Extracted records
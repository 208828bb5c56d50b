// File: ./src/export.rs
//! JSON export of a generated palette and its font pairing.
//!
//! File names are short and stable: a category slug, the style, and for
//! custom-hue palettes the scheme plus a hash of the options, so re-exporting
//! the same options overwrites the same file.

use crate::color_utils::string_hash;
use crate::context::AppContext;
use crate::fonts::FontPair;
use crate::model::{HarmonyScheme, Palette, PaletteRequest, PaletteSize, VisualStyle};
use crate::storage::FileStore;
use anyhow::{Context, Result};
use chrono::{DateTime, Utc};
use serde::{Deserialize, Serialize};
use serde_json::Value;
use std::path::{Path, PathBuf};

const SLUG_LEN: usize = 12;
const STYLE_LEN: usize = 3;
const SCHEME_LEN: usize = 4;
const HASH_LEN: usize = 6;

#[derive(Debug, Clone, PartialEq, Serialize, Deserialize)]
#[serde(rename_all = "camelCase")]
pub struct ExportMetadata {
    pub category: String,
    pub palette_size: PaletteSize,
    pub palette_style: VisualStyle,
    // The custom block is only present when the request pinned a base hue.
    #[serde(default, skip_serializing_if = "Option::is_none")]
    pub custom_hue: Option<f64>,
    #[serde(default, skip_serializing_if = "Option::is_none")]
    pub custom_lightness: Option<f64>,
    #[serde(default, skip_serializing_if = "Option::is_none")]
    pub custom_saturation: Option<f64>,
    #[serde(default, skip_serializing_if = "Option::is_none")]
    pub color_scheme: Option<HarmonyScheme>,
    pub generated_at: DateTime<Utc>,
}

#[derive(Debug, Clone, PartialEq, Eq, Serialize, Deserialize)]
pub struct ExportFonts {
    pub headline: String,
    pub body: String,
}

impl From<&FontPair> for ExportFonts {
    fn from(pair: &FontPair) -> Self {
        Self {
            headline: pair.headline.to_string(),
            body: pair.body.to_string(),
        }
    }
}

#[derive(Debug, Clone, PartialEq, Serialize, Deserialize)]
pub struct ExportBundle {
    pub metadata: ExportMetadata,
    pub palette: Palette,
    pub fonts: ExportFonts,
}

impl ExportBundle {
    pub fn from_request(request: &PaletteRequest, palette: Palette, fonts: &FontPair) -> Self {
        let custom = request.base_hue.is_some();
        let metadata = ExportMetadata {
            category: request.category.clone(),
            palette_size: palette.size(),
            palette_style: request.style,
            custom_hue: request.base_hue,
            custom_lightness: request.override_lightness.filter(|_| custom),
            custom_saturation: request.override_saturation.filter(|_| custom),
            color_scheme: custom.then_some(request.scheme),
            generated_at: Utc::now(),
        };
        Self {
            metadata,
            palette,
            fonts: fonts.into(),
        }
    }

    pub fn to_json_pretty(&self) -> Result<String> {
        Ok(serde_json::to_string_pretty(self)?)
    }

    pub fn file_name(&self) -> String {
        let meta = &self.metadata;
        let slug = category_slug(&meta.category);
        let style: String = meta.palette_style.as_ref().chars().take(STYLE_LEN).collect();

        match (meta.custom_hue, meta.color_scheme) {
            (Some(_), Some(scheme)) => {
                let scheme: String = scheme.as_ref().chars().take(SCHEME_LEN).collect();
                format!(
                    "palette-{}-{}-{}-{}.json",
                    slug,
                    style,
                    scheme,
                    self.options_hash()
                )
            }
            _ => format!("palette-{}-{}.json", slug, style),
        }
    }

    // Field order, integral numbers without a fraction and omitted options
    // all feed the hash. Any change here renames every custom export.
    fn options_hash(&self) -> String {
        let meta = &self.metadata;
        let options = HashedOptions {
            palette_style: meta.palette_style,
            color_scheme: meta.color_scheme,
            custom_hue: meta.custom_hue.map(plain_number),
            custom_lightness: meta.custom_lightness.map(plain_number),
            custom_saturation: meta.custom_saturation.map(plain_number),
        };
        // A struct of plain values cannot fail to serialize.
        let text = serde_json::to_string(&options).unwrap_or_default();
        let hash = string_hash(&text);
        to_base36(i64::from(hash).unsigned_abs())
            .chars()
            .take(HASH_LEN)
            .collect()
    }

    /// Write the bundle into the context's export directory.
    pub fn save(&self, ctx: &dyn AppContext) -> Result<PathBuf> {
        self.save_to(&ctx.get_export_dir()?)
    }

    pub fn save_to(&self, dir: &Path) -> Result<PathBuf> {
        let path = dir.join(self.file_name());
        let json = self.to_json_pretty()?;
        FileStore::write_locked(&path, json)
            .with_context(|| format!("Failed to write export '{}'", path.display()))?;
        log::info!("Exported palette to {}", path.display());
        Ok(path)
    }
}

#[derive(Serialize)]
#[serde(rename_all = "camelCase")]
struct HashedOptions {
    palette_style: VisualStyle,
    #[serde(skip_serializing_if = "Option::is_none")]
    color_scheme: Option<HarmonyScheme>,
    #[serde(skip_serializing_if = "Option::is_none")]
    custom_hue: Option<Value>,
    #[serde(skip_serializing_if = "Option::is_none")]
    custom_lightness: Option<Value>,
    #[serde(skip_serializing_if = "Option::is_none")]
    custom_saturation: Option<Value>,
}

fn plain_number(v: f64) -> Value {
    if v.is_finite() && v.fract() == 0.0 && v.abs() < 1e15 {
        Value::from(v as i64)
    } else {
        Value::from(v)
    }
}

/// Lowercase, whitespace runs collapsed to `-`, truncated.
pub fn category_slug(category: &str) -> String {
    let mut slug = String::with_capacity(category.len());
    let mut in_space = false;
    for c in category.to_lowercase().chars() {
        if c.is_whitespace() {
            if !in_space {
                slug.push('-');
            }
            in_space = true;
        } else {
            slug.push(c);
            in_space = false;
        }
    }
    slug.chars().take(SLUG_LEN).collect()
}

fn to_base36(mut n: u64) -> String {
    const DIGITS: &[u8; 36] = b"0123456789abcdefghijklmnopqrstuvwxyz";
    if n == 0 {
        return "0".to_string();
    }
    let mut out = Vec::new();
    while n > 0 {
        out.push(DIGITS[(n % 36) as usize]);
        n /= 36;
    }
    out.iter().rev().map(|b| *b as char).collect()
}

#[cfg(test)]
mod tests {
    use super::*;
    use crate::fonts::select_font_pair;

    fn bundle(request: &PaletteRequest) -> ExportBundle {
        let palette = Palette::parse("#2662d9", Some("#d18147"), "#edbe5e").unwrap();
        ExportBundle::from_request(request, palette, &select_font_pair(&request.category))
    }

    #[test]
    fn test_base36() {
        assert_eq!(to_base36(0), "0");
        assert_eq!(to_base36(97), "2p");
        assert_eq!(to_base36(3105), "2e9");
        assert_eq!(to_base36(i64::from(i32::MIN).unsigned_abs()), "zik0zk");
    }

    #[test]
    fn test_category_slug() {
        assert_eq!(category_slug("Artisan  Bakery"), "artisan-bake");
        assert_eq!(category_slug("SaaS"), "saas");
        assert_eq!(category_slug(" a\tb"), "-a-b");
    }

    #[test]
    fn test_plain_file_name() {
        let request = PaletteRequest::new("Coffee Shop").with_style(VisualStyle::Pastel);
        assert_eq!(bundle(&request).file_name(), "palette-coffee-shop-pas.json");
    }

    #[test]
    fn test_custom_hue_file_name() {
        let request = PaletteRequest::new("tech")
            .with_scheme(HarmonyScheme::Triadic)
            .with_base_hue(220.0)
            .with_lightness(45.0);
        let name = bundle(&request).file_name();
        assert!(name.starts_with("palette-tech-vib-tria-"), "{name}");
        assert!(name.ends_with(".json"));
        let hash = &name["palette-tech-vib-tria-".len()..name.len() - ".json".len()];
        assert!(!hash.is_empty() && hash.len() <= 6);

        // Same options, same name; different options, different hash
        assert_eq!(bundle(&request).file_name(), name);
        let other = request.clone().with_lightness(46.0);
        assert_ne!(bundle(&other).file_name(), name);
    }

    #[test]
    fn test_options_text_is_stable() {
        let request = PaletteRequest::new("tech").with_base_hue(220.0);
        let b = bundle(&request);
        let expected = r#"{"paletteStyle":"vibrant","colorScheme":"complementary","customHue":220}"#;
        let hash: String = to_base36(i64::from(string_hash(expected)).unsigned_abs())
            .chars()
            .take(6)
            .collect();
        assert_eq!(b.file_name(), format!("palette-tech-vib-comp-{hash}.json"));
    }

    #[test]
    fn test_metadata_shape() {
        let plain = bundle(&PaletteRequest::new("food").with_lightness(30.0));
        let json = serde_json::to_value(&plain).unwrap();
        let meta = json["metadata"].as_object().unwrap();
        assert_eq!(meta["category"], "food");
        assert_eq!(meta["paletteSize"], 3);
        assert_eq!(meta["paletteStyle"], "vibrant");
        assert!(meta.contains_key("generatedAt"));
        // Overrides without a custom hue are not exported
        assert!(!meta.contains_key("customLightness"));
        assert!(!meta.contains_key("colorScheme"));
        assert_eq!(json["fonts"]["headline"], "Satisfy");
        assert_eq!(json["palette"]["secondary"], "#d18147");

        let custom = bundle(
            &PaletteRequest::new("food")
                .with_scheme(HarmonyScheme::Monochromatic)
                .with_base_hue(15.0),
        );
        let json = serde_json::to_value(&custom).unwrap();
        assert_eq!(json["metadata"]["customHue"], 15.0);
        assert_eq!(json["metadata"]["colorScheme"], "monochromatic");
    }
}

What you have to do
Could you tally the lines in the data that contain the string "ExportMetadata" and answer with the number alone?

Written answer
3